▸ MATERIAL FOR THE TASK:
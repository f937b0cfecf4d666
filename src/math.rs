use std::cmp::min;
use std::str::FromStr;

use num_traits::{Num, PrimInt};

use crate::error::Error;

/// Floored modulo and its "adjusted" variant. Unlike `%`, the result has the sign of the
/// modulus, so for a positive modulus it is never negative regardless of the sign of the
/// dividend.
pub trait Modulo: Sized {
    /// `x.modulo(0)` is 0. Otherwise the result lies in `[0, m)` for positive `m`.
    fn modulo(self, modulus: Self) -> Self;
    /// Like `modulo`, but returns `modulus` instead of 0, so the result lies in `(0, m]`.
    fn amod(self, modulus: Self) -> Self;
}

impl<T: Num + PartialOrd + Copy> Modulo for T {
    fn modulo(self, modulus: Self) -> Self {
        let zero = Self::zero();
        if modulus == zero {
            return zero;
        }
        let x = self % modulus;
        if (x < zero && modulus > zero) || (x > zero && modulus < zero) {
            x + modulus
        } else {
            x
        }
    }

    fn amod(self, modulus: Self) -> Self {
        let x = self.modulo(modulus);
        if x == Self::zero() {
            modulus
        } else {
            x
        }
    }
}

pub(crate) trait ClampedDivRem<Q: Ord>: Sized {
    type Quotient;
    fn clamped_div_rem(self, divisor: Self, max_quotient: Q) -> (Q, Self);
}

impl<T, Q> ClampedDivRem<Q> for T
where
    T: PrimInt + TryInto<Q>,
    Q: Ord + Into<T> + Copy,
{
    type Quotient = Q;
    // The quotient is capped so that the last period of a cycle, which is one day longer
    // than the others, absorbs the extra day instead of spilling into a period that
    // doesn't exist. Callers only pass non-negative dividends.
    fn clamped_div_rem(self, divisor: T, max_quotient: Self::Quotient) -> (Self::Quotient, Self) {
        let quotient = min(self / divisor, max_quotient.into());
        let remainder = self - quotient * divisor;
        // quotient <= max_quotient, and max_quotient came from Q.
        let quotient: Self::Quotient = match quotient.try_into() {
            Ok(x) => x,
            Err(_) => max_quotient,
        };
        (quotient, remainder)
    }
}

pub fn signum(n: f64) -> f64 {
    if n > 0.0 {
        1.0
    } else if n < 0.0 {
        -1.0
    } else {
        0.0
    }
}

pub fn log10(n: f64) -> f64 {
    n.log10()
}

/// How to round a value to an integer.
#[derive(Copy, Clone, Debug, PartialEq, Eq, Hash, Default)]
pub enum RoundingMode {
    /// Away from zero.
    Up,
    /// Towards zero.
    Down,
    Ceiling,
    Floor,
    /// Nearest, ties away from zero.
    #[default]
    HalfUp,
    /// Nearest, ties towards zero.
    HalfDown,
    /// Nearest, ties to the even neighbour.
    HalfEven,
    /// Nearest, ties to the odd neighbour.
    HalfOdd,
}

impl RoundingMode {
    pub fn round(self, n: f64) -> f64 {
        match self {
            RoundingMode::Up => signum(n) * n.abs().ceil(),
            RoundingMode::Down => n.trunc(),
            RoundingMode::Ceiling => n.ceil(),
            RoundingMode::Floor => n.floor(),
            RoundingMode::HalfUp => {
                if n < 0.0 {
                    (n - 0.5).ceil()
                } else {
                    (n + 0.5).floor()
                }
            }
            RoundingMode::HalfDown => {
                if n < 0.0 {
                    (n + 0.5).floor()
                } else {
                    (n - 0.5).ceil()
                }
            }
            RoundingMode::HalfEven => round_tie(n, true),
            RoundingMode::HalfOdd => round_tie(n, false),
        }
    }

    pub fn name(self) -> &'static str {
        match self {
            RoundingMode::Up => "up",
            RoundingMode::Down => "down",
            RoundingMode::Ceiling => "ceiling",
            RoundingMode::Floor => "floor",
            RoundingMode::HalfUp => "halfup",
            RoundingMode::HalfDown => "halfdown",
            RoundingMode::HalfEven => "halfeven",
            RoundingMode::HalfOdd => "halfodd",
        }
    }
}

fn round_tie(n: f64, to_even: bool) -> f64 {
    let floor = n.floor();
    if n - floor == 0.5 {
        let floor_is_even = floor % 2.0 == 0.0;
        if floor_is_even == to_even {
            floor
        } else {
            floor + 1.0
        }
    } else {
        n.round()
    }
}

impl FromStr for RoundingMode {
    type Err = Error;

    fn from_str(s: &str) -> Result<Self, Self::Err> {
        match s {
            "up" => Ok(RoundingMode::Up),
            "down" => Ok(RoundingMode::Down),
            "ceiling" => Ok(RoundingMode::Ceiling),
            "floor" => Ok(RoundingMode::Floor),
            "halfup" => Ok(RoundingMode::HalfUp),
            "halfdown" => Ok(RoundingMode::HalfDown),
            "halfeven" => Ok(RoundingMode::HalfEven),
            "halfodd" => Ok(RoundingMode::HalfOdd),
            _ => Err(Error::UnknownRoundingMode(s.to_string())),
        }
    }
}

/// Multiply `n` by `10^places`.
///
/// Works on the decimal representation, so `shift_decimal(1.005, 2)` is 100.5 and not
/// the 100.49999999999999 that `1.005 * 100.0` gives.
pub fn shift_decimal(n: f64, places: i32) -> f64 {
    if !n.is_finite() || n == 0.0 || places == 0 {
        return n;
    }
    let repr = format!("{:e}", n);
    let (mantissa, exponent) = match repr.split_once('e') {
        Some(parts) => parts,
        None => return n * 10f64.powi(places),
    };
    let exponent: i32 = match exponent.parse() {
        Ok(e) => e,
        Err(_) => return n * 10f64.powi(places),
    };
    format!("{}e{}", mantissa, exponent + places)
        .parse()
        .unwrap_or(n * 10f64.powi(places))
}

/// Round `n` to `digits` significant digits.
pub fn significant(n: f64, digits: u32, mode: RoundingMode) -> f64 {
    if digits < 1 || n == 0.0 || !n.is_finite() {
        return n;
    }
    let factor = -(log10(n.abs()).floor() as i32) + digits as i32 - 1;
    shift_decimal(mode.round(shift_decimal(n, factor)), -factor)
}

▸ EXERCISE OBJECTIVE:
Above are the entries; copy every line among them that contains the word "neighbour".

▸ RESULT FOR THIS EXERCISE:
    /// Nearest, ties to the even neighbour.
    /// Nearest, ties to the odd neighbour.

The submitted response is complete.